## WORK TO BE COMPLETED
Type again, exactly, the lines below from the start through the line that includes "filename crates/css/orchestrator/src/resolver.rs".

## RECORD EXTRACTS
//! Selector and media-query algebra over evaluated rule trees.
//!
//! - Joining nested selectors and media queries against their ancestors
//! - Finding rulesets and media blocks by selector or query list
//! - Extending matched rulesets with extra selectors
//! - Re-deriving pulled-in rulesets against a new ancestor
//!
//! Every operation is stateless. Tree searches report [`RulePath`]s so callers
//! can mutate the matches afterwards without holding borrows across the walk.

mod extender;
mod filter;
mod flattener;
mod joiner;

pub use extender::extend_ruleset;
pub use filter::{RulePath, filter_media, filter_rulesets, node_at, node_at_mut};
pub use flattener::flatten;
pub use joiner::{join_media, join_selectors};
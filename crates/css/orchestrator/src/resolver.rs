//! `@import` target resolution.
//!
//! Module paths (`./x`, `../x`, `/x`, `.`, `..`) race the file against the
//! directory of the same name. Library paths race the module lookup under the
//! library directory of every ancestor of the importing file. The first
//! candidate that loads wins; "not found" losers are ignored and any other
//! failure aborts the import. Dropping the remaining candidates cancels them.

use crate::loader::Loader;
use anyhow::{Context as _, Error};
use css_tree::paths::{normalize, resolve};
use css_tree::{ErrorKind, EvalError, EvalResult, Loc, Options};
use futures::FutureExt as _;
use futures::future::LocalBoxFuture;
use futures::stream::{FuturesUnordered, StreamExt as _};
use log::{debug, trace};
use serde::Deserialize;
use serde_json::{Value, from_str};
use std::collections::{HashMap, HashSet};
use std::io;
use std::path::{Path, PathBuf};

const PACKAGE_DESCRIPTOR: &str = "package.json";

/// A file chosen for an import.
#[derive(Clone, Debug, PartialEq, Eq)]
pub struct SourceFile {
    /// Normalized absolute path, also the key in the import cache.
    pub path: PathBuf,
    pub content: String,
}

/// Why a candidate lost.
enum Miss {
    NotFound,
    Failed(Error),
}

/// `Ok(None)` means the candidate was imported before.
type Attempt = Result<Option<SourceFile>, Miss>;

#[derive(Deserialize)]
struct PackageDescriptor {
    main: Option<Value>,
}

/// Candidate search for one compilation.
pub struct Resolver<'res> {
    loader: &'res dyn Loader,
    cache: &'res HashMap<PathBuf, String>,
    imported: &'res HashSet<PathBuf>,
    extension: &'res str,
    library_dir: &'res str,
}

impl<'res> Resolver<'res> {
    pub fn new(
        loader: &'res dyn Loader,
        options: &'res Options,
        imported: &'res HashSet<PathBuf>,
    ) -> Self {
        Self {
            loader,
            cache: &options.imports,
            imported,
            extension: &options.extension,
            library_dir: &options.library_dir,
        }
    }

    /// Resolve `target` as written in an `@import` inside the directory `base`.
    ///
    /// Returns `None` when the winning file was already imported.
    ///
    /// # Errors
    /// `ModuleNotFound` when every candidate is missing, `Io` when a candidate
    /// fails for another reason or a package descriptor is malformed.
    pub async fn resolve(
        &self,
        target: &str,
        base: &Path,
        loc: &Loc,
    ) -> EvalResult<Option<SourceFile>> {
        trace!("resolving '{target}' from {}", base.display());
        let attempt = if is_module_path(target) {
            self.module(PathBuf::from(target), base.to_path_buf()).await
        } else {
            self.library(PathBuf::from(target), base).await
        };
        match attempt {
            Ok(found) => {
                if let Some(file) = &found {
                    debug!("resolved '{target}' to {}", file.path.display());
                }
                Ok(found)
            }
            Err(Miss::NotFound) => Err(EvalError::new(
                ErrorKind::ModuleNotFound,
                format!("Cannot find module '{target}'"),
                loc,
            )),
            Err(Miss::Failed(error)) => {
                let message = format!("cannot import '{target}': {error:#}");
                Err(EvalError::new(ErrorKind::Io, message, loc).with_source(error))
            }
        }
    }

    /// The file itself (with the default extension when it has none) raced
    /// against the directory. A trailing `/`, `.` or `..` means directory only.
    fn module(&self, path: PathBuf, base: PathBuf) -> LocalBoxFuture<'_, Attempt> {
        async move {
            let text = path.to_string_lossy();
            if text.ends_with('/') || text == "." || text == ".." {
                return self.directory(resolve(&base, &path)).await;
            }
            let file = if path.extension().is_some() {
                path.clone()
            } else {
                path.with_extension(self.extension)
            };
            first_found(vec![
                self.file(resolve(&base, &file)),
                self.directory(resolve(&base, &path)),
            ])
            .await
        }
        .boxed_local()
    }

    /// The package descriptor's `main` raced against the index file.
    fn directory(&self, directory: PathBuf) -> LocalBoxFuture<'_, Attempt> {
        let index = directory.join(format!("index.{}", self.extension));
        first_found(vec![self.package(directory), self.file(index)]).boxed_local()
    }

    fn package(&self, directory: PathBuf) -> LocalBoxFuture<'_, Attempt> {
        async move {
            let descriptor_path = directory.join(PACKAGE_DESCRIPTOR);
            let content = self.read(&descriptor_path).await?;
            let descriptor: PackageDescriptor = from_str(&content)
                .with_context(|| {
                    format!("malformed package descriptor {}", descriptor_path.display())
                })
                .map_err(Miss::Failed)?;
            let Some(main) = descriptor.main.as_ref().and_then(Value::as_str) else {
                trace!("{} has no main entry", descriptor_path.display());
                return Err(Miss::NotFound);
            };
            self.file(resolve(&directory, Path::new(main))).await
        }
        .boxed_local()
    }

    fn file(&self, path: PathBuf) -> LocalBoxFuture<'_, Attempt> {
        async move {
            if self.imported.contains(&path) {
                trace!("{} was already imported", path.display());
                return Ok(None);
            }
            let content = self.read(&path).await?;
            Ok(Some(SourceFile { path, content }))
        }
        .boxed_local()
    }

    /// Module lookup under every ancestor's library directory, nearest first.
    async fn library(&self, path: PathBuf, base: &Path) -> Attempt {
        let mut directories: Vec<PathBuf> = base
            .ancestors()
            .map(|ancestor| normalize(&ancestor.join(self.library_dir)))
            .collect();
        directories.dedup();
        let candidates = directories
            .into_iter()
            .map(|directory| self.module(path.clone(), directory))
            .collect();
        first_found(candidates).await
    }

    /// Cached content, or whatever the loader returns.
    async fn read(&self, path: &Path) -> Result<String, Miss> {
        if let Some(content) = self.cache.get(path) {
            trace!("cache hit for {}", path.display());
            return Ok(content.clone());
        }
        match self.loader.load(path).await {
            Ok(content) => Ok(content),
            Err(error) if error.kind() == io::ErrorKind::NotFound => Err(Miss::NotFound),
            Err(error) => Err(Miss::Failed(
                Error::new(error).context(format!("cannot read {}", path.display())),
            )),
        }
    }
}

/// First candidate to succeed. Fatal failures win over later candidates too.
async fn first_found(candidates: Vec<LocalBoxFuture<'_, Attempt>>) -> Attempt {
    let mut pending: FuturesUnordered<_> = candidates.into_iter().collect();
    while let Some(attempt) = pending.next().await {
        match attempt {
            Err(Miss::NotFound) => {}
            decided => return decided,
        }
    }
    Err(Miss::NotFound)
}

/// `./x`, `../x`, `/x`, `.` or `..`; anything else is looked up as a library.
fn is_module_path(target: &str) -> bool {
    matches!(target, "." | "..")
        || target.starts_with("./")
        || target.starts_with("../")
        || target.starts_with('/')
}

## WRITTEN ANSWER
//! Selector and media-query algebra over evaluated rule trees.
//!
//! - Joining nested selectors and media queries against their ancestors
//! - Finding rulesets and media blocks by selector or query list
//! - Extending matched rulesets with extra selectors
//! - Re-deriving pulled-in rulesets against a new ancestor
//!
//! Every operation is stateless. Tree searches report [`RulePath`]s so callers
//! can mutate the matches afterwards without holding borrows across the walk.

mod extender;
mod filter;
mod flattener;
mod joiner;

pub use extender::extend_ruleset;
pub use filter::{RulePath, filter_media, filter_rulesets, node_at, node_at_mut};
pub use flattener::flatten;
pub use joiner::{join_media, join_selectors};
filename crates/css/orchestrator/src/resolver.rs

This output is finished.